** RECORDS FOR THIS EXERCISE **
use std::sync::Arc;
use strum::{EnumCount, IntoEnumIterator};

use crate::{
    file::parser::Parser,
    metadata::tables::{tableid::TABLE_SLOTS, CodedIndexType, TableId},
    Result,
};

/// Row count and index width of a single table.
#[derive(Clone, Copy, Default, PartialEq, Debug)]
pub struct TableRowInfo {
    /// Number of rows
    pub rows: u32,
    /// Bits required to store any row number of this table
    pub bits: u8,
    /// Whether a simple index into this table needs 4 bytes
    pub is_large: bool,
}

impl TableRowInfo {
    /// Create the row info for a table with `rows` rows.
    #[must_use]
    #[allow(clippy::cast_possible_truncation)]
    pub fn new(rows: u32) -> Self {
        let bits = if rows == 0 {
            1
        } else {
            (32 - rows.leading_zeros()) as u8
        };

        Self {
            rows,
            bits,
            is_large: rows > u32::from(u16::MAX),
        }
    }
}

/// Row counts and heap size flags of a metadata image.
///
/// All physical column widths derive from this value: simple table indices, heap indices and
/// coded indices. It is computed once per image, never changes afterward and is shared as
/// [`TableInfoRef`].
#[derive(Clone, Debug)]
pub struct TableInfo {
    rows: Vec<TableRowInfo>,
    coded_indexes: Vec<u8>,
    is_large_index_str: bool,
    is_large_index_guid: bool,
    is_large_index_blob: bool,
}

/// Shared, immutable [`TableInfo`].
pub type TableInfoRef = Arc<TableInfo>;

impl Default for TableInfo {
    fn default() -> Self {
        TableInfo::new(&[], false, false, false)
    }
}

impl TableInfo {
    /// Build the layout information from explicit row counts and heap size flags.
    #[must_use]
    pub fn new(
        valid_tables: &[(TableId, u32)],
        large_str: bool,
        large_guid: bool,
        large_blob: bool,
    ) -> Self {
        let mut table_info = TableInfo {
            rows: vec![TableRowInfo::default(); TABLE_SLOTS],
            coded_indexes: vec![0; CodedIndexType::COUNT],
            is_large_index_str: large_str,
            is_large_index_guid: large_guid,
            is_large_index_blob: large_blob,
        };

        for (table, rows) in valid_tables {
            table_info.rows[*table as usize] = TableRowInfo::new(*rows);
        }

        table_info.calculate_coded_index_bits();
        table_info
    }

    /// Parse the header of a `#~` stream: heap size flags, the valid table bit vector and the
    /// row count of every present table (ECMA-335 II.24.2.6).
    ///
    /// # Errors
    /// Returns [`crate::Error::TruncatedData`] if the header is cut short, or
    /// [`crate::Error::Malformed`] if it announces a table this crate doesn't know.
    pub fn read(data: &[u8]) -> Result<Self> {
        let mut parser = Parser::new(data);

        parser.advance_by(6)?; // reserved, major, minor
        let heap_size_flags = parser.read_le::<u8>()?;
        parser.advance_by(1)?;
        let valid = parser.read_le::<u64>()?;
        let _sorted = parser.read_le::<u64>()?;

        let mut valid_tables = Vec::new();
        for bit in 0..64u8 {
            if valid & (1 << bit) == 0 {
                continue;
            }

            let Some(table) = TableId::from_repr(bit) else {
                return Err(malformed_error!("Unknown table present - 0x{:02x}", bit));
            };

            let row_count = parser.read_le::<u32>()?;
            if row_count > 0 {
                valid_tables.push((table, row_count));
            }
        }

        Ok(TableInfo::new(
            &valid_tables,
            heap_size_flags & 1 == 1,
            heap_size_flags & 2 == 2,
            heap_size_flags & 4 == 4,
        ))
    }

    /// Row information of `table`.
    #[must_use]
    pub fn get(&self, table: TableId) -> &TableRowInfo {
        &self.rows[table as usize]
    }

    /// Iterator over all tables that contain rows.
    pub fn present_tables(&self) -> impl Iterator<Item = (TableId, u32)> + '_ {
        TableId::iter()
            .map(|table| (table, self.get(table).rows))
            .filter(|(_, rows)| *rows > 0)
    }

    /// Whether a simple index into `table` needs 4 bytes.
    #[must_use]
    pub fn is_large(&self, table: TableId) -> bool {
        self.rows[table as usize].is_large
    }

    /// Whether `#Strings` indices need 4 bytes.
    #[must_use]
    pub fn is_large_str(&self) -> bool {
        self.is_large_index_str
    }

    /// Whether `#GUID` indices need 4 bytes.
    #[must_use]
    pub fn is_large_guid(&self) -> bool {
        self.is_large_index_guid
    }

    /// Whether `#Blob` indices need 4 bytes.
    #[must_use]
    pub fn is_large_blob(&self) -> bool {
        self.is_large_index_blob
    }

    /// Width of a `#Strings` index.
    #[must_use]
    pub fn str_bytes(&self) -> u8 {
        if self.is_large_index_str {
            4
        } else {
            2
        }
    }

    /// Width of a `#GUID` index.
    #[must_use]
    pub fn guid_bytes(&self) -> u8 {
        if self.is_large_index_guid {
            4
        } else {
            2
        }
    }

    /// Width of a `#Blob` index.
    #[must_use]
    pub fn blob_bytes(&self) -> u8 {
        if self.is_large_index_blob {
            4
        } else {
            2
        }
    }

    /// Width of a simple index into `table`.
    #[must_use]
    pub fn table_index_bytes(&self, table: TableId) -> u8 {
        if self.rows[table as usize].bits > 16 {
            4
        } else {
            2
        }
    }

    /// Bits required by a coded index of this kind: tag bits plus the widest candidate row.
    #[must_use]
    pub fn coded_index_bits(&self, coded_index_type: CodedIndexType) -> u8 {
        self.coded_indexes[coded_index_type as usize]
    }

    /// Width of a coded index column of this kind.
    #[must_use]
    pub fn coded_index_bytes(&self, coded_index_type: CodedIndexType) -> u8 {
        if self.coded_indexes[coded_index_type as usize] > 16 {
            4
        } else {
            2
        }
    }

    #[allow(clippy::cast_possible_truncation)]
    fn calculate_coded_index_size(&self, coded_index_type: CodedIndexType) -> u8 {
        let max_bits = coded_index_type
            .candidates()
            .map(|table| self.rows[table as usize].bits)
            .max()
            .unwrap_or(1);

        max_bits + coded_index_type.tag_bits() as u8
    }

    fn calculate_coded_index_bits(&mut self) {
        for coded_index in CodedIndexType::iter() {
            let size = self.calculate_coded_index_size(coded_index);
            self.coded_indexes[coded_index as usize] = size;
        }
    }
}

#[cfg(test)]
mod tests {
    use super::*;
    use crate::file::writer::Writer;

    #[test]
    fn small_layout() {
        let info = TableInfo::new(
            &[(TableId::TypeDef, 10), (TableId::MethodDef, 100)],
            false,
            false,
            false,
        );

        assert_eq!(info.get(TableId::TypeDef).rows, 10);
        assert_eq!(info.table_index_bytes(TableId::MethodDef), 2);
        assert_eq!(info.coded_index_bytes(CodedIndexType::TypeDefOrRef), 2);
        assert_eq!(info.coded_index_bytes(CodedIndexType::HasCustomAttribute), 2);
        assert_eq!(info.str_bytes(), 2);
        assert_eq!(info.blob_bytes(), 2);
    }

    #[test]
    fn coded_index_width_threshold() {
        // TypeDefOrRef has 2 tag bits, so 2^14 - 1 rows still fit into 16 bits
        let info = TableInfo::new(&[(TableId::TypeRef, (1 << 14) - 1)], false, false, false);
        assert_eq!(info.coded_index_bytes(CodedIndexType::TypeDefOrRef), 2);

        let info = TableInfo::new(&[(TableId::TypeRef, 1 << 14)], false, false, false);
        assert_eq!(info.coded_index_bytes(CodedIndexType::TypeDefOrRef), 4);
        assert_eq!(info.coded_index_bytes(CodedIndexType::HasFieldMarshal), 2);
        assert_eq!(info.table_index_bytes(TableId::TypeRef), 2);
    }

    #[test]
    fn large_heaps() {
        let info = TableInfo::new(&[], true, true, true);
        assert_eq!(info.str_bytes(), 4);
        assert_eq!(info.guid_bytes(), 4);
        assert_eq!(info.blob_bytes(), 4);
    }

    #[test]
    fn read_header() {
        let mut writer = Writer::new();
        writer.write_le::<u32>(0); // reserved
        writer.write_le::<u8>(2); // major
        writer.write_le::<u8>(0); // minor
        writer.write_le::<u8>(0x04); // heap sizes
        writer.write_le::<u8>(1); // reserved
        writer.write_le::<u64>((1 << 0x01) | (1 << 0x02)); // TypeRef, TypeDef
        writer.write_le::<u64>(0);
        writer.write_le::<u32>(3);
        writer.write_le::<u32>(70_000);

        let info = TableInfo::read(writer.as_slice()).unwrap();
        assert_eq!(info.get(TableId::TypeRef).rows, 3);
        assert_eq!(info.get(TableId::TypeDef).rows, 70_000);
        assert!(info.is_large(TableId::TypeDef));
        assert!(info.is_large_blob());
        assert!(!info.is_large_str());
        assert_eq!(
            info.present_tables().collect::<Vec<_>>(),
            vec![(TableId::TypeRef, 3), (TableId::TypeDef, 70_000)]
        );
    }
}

** BRIEF **
Each line from the one holding "writer.write_le::<u8>(2); // major" to the end of the data above goes into the answer exactly as written, and no other line does.

** ANSWER TO THIS TASK **
        writer.write_le::<u8>(2); // major
        writer.write_le::<u8>(0); // minor
        writer.write_le::<u8>(0x04); // heap sizes
        writer.write_le::<u8>(1); // reserved
        writer.write_le::<u64>((1 << 0x01) | (1 << 0x02)); // TypeRef, TypeDef
        writer.write_le::<u64>(0);
        writer.write_le::<u32>(3);
        writer.write_le::<u32>(70_000);

        let info = TableInfo::read(writer.as_slice()).unwrap();
        assert_eq!(info.get(TableId::TypeRef).rows, 3);
        assert_eq!(info.get(TableId::TypeDef).rows, 70_000);
        assert!(info.is_large(TableId::TypeDef));
        assert!(info.is_large_blob());
        assert!(!info.is_large_str());
        assert_eq!(
            info.present_tables().collect::<Vec<_>>(),
            vec![(TableId::TypeRef, 3), (TableId::TypeDef, 70_000)]
        );
    }
}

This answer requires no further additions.